— C’est donc ce principe de récompense aléatoire qui se trouve au cœur des outils conçus par Olympe et qu’utilisent les géants du numérique ? demanda Grace.
— Oui. C’est Olympe qui leur apprend à introduire cette arnaque dans chacun de leurs produits. L’algorithme de Tinder, l’application de rencontres, vous promet de vous proposer des profils de personnes qui vous correspondent parfaitement. En vérité, le programme pourrait le faire en quelques secondes. Mais vous ne deviendriez pas accro, car vous auriez tout de suite votre récompense. Donc, Tinder introduit exprès un principe d’incertitude. Vous faites défiler les gens pendant disons dix secondes. Vous voyez quelques profils vaguement intéressants, d’autres qui ne vous attirent pas du tout, et puis, soudain, un profil que vous adorez ! C’était inespéré : shoot de dopamine. À partir de ce moment, vous vous dites que ce genre de récompense peut tomber n’importe quand. Vous allez donc faire défiler des profils encore et encore dans l’espoir de revivre cet état de satisfaction. Tinder n’est plus une application de rencontres, elle devient un jeu. Chez Olympe, on a d’ailleurs appelé cette méthode la gamification.
— Vous parliez de Facebook, tout à l’heure, le relança Grace. Ils utilisent le même principe ?
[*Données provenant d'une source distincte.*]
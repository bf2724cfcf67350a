use anchor_lang::prelude::*;
use anchor_spl::token_interface::{Mint, TokenAccount, TokenInterface};
use crate::{
    error::QuestRewardsError,
    utils::{transfer_from_signer, transfer_tokens},
    DisputeDepositPaid, MainState, ReferralAccount
};

// This function collects a dispute deposit in native SOL. The escrow sizes
// the deposit from the configured dispute_deposit_bp when the seeker opens
// the dispute; the full amount is parked in the dispute fees treasury until
// process_resolution settles the outcome.
// Params
//   ctx - Dispute deposit context
//   amount - Deposit taken from the seeker
// Return
//   Ok on success
//     DisputeDepositPaid event is emitted on success
pub fn handle_start_dispute(ctx: Context<AHandleStartDispute>, amount: u64) -> Result<()> {
    let escrow = ctx.accounts.escrow.to_account_info();
    let dispute_fees_treasury = ctx.accounts.dispute_fees_treasury.to_account_info();
    let system_program = ctx.accounts.system_program.to_account_info();

    let seeker_key = match &ctx.accounts.seeker_account {
        Some(account) => account.key(),
        None => Pubkey::default()
    };

    transfer_from_signer(escrow, dispute_fees_treasury, system_program, amount)?;

    emit!(DisputeDepositPaid {
        escrow: ctx.accounts.escrow.key(),
        seeker_account: seeker_key,
        amount,
        currency_mint: Pubkey::default(),
        timestamp: Clock::get()?.unix_timestamp
    });

    Ok(())
}

// Fungible-token counterpart of handle_start_dispute.
pub fn handle_start_dispute_token(
    ctx: Context<AHandleStartDisputeToken>,
    amount: u64
) -> Result<()> {
    let mint_key = ctx.accounts.currency_mint.key();
    let decimals = ctx.accounts.currency_mint.decimals;

    let seeker_key = match &ctx.accounts.seeker_account {
        Some(account) => account.key(),
        None => Pubkey::default()
    };

    transfer_tokens(
        ctx.accounts.escrow_ata.to_account_info(),
        ctx.accounts.dispute_fees_ata.to_account_info(),
        ctx.accounts.escrow.to_account_info(),
        ctx.accounts.currency_mint.to_account_info(),
        ctx.accounts.token_program.to_account_info(),
        amount,
        decimals
    )?;

    emit!(DisputeDepositPaid {
        escrow: ctx.accounts.escrow.key(),
        seeker_account: seeker_key,
        amount,
        currency_mint: mint_key,
        timestamp: Clock::get()?.unix_timestamp
    });

    Ok(())
}

// Native dispute deposit context - passed with accounts
#[derive(Accounts)]
pub struct AHandleStartDispute<'info> {
    #[account(
        mut,
        constraint = escrow.key() == main_state.quest_authority @ QuestRewardsError::Unauthorized
    )]
    pub escrow: Signer<'info>, // Paying escrow (quest lifecycle boundary)

    #[account(
        seeds = [MainState::PREFIX_SEED],
        bump
    )]
    pub main_state: Box<Account<'info, MainState>>, // MainState account

    pub seeker_account: Option<Box<Account<'info, ReferralAccount>>>, // Depositing seeker's graph node

    #[account(
        mut,
        address = main_state.dispute_fees_treasury @ QuestRewardsError::Unauthorized
    )]
    /// CHECK: this should be set by owner
    pub dispute_fees_treasury: AccountInfo<'info>,

    pub system_program: Program<'info, System>
}

// Token dispute deposit context - passed with accounts
#[derive(Accounts)]
pub struct AHandleStartDisputeToken<'info> {
    #[account(
        constraint = escrow.key() == main_state.quest_authority @ QuestRewardsError::Unauthorized
    )]
    pub escrow: Signer<'info>, // Paying escrow (quest lifecycle boundary)

    #[account(
        seeds = [MainState::PREFIX_SEED],
        bump
    )]
    pub main_state: Box<Account<'info, MainState>>, // MainState account

    #[account(
        constraint = currency_mint.key() == main_state.quest_currency_mint @ QuestRewardsError::UnsupportedCurrency
    )]
    pub currency_mint: Box<InterfaceAccount<'info, Mint>>, // Settlement currency

    #[account(
        mut,
        constraint = escrow_ata.mint == currency_mint.key() @ QuestRewardsError::UnsupportedCurrency,
        constraint = escrow_ata.owner == escrow.key() @ QuestRewardsError::Unauthorized
    )]
    pub escrow_ata: Box<InterfaceAccount<'info, TokenAccount>>, // Escrow's currency account

    pub seeker_account: Option<Box<Account<'info, ReferralAccount>>>, // Depositing seeker's graph node

    #[account(
        mut,
        constraint = dispute_fees_ata.mint == currency_mint.key() @ QuestRewardsError::UnsupportedCurrency,
        constraint = dispute_fees_ata.owner == main_state.dispute_fees_treasury @ QuestRewardsError::Unauthorized
    )]
    pub dispute_fees_ata: Box<InterfaceAccount<'info, TokenAccount>>, // Dispute fees treasury currency account

    pub token_program: Interface<'info, TokenInterface>
}
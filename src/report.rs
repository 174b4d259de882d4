//! Forecast report assembly and export

use crate::data::DailySeries;
use crate::error::{ForecastError, Result};
use crate::features::derive_features_batch;
use crate::models::{Regressor, TrainedRegressor, TrainingSet};
use crate::utils::future_dates;
use chrono::NaiveDate;
use serde::Serialize;

/// Column name used for predicted values in exports
pub const PREDICTED_COLUMN: &str = "Predicted_Sales";

/// ISO calendar date format used in exports
const EXPORT_DATE_FORMAT: &str = "%Y-%m-%d";

/// One forecast observation: a future calendar day and its predicted value
#[derive(Debug, Clone, Copy, PartialEq, Serialize)]
pub struct ForecastRow {
    pub date: NaiveDate,
    /// Predicted target value, unclamped (negative predictions are possible)
    pub predicted: f64,
}

/// A point labeled with the series it belongs to, for combined plotting
#[derive(Debug, Clone, Copy, PartialEq, Serialize)]
pub struct LabeledPoint {
    pub date: NaiveDate,
    pub value: f64,
    pub series: &'static str,
}

/// Historical series paired with its forecast, ready for export
#[derive(Debug, Clone, Serialize)]
pub struct ForecastReport {
    date_column: String,
    historical: DailySeries,
    forecast: Vec<ForecastRow>,
}

impl ForecastReport {
    /// Fit the model on the series and forecast the requested horizon
    ///
    /// The future range is `horizon_days` consecutive days starting the day
    /// after the series' last date. The model is refit from scratch on every
    /// call; nothing is cached across invocations.
    pub fn assemble<M: Regressor>(
        series: &DailySeries,
        date_column: &str,
        horizon_days: usize,
        model: &M,
    ) -> Result<Self> {
        if horizon_days == 0 {
            return Err(ForecastError::InvalidParameter(
                "Horizon must be at least 1 day".to_string(),
            ));
        }
        let last_date = series.last_date().ok_or_else(|| {
            ForecastError::DataError("no usable rows after aggregation".to_string())
        })?;

        let trained = model.fit(&TrainingSet::from_series(series))?;

        let dates = future_dates(last_date, horizon_days);
        let predictions = trained.predict(&derive_features_batch(&dates))?;

        Ok(Self {
            date_column: date_column.to_string(),
            historical: series.clone(),
            forecast: dates
                .into_iter()
                .zip(predictions)
                .map(|(date, predicted)| ForecastRow { date, predicted })
                .collect(),
        })
    }

    /// The caller-supplied date column name, reused verbatim in exports
    pub fn date_column(&self) -> &str {
        &self.date_column
    }

    /// The historical daily series
    pub fn historical(&self) -> &DailySeries {
        &self.historical
    }

    /// The forecast rows, one per horizon day, in date order
    pub fn forecast(&self) -> &[ForecastRow] {
        &self.forecast
    }

    /// Historical and forecast points concatenated, each labeled with its
    /// series, for charting collaborators
    pub fn labeled_points(&self) -> Vec<LabeledPoint> {
        let mut points: Vec<LabeledPoint> = self
            .historical
            .points()
            .iter()
            .map(|point| LabeledPoint {
                date: point.date,
                value: point.value,
                series: "historical",
            })
            .collect();
        points.extend(self.forecast.iter().map(|row| LabeledPoint {
            date: row.date,
            value: row.predicted,
            series: "forecast",
        }));
        points
    }

    /// Export the forecast rows as CSV
    ///
    /// Header is `<date_column>,Predicted_Sales`, followed by one
    /// `YYYY-MM-DD,<value>` row per forecast day.
    pub fn to_csv(&self) -> Result<String> {
        let mut writer = csv::Writer::from_writer(Vec::new());
        writer.write_record([self.date_column.as_str(), PREDICTED_COLUMN])?;
        for row in &self.forecast {
            writer.write_record([
                row.date.format(EXPORT_DATE_FORMAT).to_string(),
                row.predicted.to_string(),
            ])?;
        }

        let bytes = writer
            .into_inner()
            .map_err(|err| ForecastError::CsvError(err.to_string()))?;
        String::from_utf8(bytes).map_err(|err| ForecastError::CsvError(err.to_string()))
    }

    /// Export the full report (historical and forecast) as JSON
    pub fn to_json(&self) -> Result<String> {
        Ok(serde_json::to_string(self)?)
    }
}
— Parfaitement. Son fil d’actualité pourrait beaucoup mieux cibler les informations qui vous intéressent, mais vous y passeriez moins de temps. Donc, en moyenne, pour cinq posts qui ne vous ciblent pas, vous en avez un qui tombe pile sur ce qui vous intéresse et vous apporte cette petite dose de satisfaction dopaminée. Comme pour Tinder, vous vous dites qu’une autre « récompense » peut arriver d’ici cinq ou dix pages. La gamification est enclenchée, et l’utilisateur se retrouve dans une spirale infernale. Quel que soit le réseau social grand public, c’est le même principe. C’est ainsi qu’on a calculé qu’un Européen fait défiler l’équivalent de cent quatre-vingt-trois mètres de pages par jour sur son téléphone. C’est… je ne sais pas… deux fois la hauteur de la statue de la Liberté à New York.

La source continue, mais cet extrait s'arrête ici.